— EXERCISE —
Which lines in the data below contain the string "SimRng"? Show each one.

═══ PROVIDED RECORDS ═══

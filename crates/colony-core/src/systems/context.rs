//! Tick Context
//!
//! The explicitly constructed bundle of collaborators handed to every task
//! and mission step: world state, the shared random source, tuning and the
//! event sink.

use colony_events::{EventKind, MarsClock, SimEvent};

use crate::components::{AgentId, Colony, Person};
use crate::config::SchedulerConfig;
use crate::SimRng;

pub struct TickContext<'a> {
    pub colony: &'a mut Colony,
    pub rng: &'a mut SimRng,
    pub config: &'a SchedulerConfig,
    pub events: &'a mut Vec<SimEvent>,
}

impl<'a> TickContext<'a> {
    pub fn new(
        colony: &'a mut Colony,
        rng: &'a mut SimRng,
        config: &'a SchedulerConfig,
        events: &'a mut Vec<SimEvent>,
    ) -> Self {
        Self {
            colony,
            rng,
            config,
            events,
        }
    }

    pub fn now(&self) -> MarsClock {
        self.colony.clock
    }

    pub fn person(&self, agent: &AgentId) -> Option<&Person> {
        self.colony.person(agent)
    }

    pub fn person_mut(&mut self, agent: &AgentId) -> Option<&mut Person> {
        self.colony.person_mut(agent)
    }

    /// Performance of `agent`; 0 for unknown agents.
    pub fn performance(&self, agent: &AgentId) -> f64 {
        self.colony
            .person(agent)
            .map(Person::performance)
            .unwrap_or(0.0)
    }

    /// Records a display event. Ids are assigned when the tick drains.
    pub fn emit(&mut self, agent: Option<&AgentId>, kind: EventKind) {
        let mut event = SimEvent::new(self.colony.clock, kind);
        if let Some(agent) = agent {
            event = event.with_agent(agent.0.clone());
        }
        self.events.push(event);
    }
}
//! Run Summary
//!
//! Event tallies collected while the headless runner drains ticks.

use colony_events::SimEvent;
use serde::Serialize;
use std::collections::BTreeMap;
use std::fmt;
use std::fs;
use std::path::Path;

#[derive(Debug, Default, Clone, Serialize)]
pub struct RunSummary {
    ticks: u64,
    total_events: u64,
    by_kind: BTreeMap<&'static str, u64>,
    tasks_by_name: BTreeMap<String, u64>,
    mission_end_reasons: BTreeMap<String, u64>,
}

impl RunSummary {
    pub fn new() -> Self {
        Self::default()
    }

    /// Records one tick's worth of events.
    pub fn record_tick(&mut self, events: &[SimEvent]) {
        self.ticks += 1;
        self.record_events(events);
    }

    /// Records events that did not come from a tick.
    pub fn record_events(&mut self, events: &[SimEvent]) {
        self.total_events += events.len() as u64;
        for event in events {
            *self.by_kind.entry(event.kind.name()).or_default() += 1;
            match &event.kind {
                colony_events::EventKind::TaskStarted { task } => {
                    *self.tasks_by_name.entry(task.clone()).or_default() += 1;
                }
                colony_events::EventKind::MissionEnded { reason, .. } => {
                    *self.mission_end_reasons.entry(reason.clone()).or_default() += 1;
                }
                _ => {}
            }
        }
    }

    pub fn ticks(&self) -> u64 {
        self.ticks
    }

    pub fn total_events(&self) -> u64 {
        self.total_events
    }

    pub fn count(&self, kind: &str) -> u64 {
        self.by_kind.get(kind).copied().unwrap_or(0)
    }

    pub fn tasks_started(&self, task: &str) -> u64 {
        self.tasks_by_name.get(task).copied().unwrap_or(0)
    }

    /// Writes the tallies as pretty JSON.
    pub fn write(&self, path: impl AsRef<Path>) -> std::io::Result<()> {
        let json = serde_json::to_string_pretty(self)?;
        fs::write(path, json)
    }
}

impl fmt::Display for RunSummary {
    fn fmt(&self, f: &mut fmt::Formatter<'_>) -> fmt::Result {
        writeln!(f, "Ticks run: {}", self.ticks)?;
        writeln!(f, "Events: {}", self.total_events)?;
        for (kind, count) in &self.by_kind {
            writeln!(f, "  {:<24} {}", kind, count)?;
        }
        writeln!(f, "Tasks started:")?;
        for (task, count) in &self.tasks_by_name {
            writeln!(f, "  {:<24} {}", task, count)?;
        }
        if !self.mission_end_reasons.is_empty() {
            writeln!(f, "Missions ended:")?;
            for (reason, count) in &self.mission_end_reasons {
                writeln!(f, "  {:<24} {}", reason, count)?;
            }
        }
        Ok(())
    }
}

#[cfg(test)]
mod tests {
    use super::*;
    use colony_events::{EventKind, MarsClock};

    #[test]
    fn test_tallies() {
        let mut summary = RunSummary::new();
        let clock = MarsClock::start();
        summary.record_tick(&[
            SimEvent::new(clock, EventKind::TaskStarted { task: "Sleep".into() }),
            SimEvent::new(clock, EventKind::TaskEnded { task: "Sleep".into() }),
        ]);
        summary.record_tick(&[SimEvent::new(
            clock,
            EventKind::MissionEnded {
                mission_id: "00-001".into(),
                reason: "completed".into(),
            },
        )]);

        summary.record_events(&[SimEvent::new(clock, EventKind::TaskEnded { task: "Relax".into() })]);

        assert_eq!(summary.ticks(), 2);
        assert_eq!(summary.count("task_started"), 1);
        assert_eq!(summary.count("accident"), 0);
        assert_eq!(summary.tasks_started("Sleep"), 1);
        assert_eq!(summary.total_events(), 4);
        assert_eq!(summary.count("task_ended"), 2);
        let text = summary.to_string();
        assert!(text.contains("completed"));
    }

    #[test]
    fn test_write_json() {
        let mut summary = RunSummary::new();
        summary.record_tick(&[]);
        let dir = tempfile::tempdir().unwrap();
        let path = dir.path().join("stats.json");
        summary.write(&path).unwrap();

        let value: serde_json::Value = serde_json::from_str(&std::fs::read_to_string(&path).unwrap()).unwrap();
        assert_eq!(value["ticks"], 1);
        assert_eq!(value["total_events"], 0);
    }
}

═══

— REPLY TO THE EXERCISE —
use crate::SimRng;
    pub rng: &'a mut SimRng,
        rng: &'a mut SimRng,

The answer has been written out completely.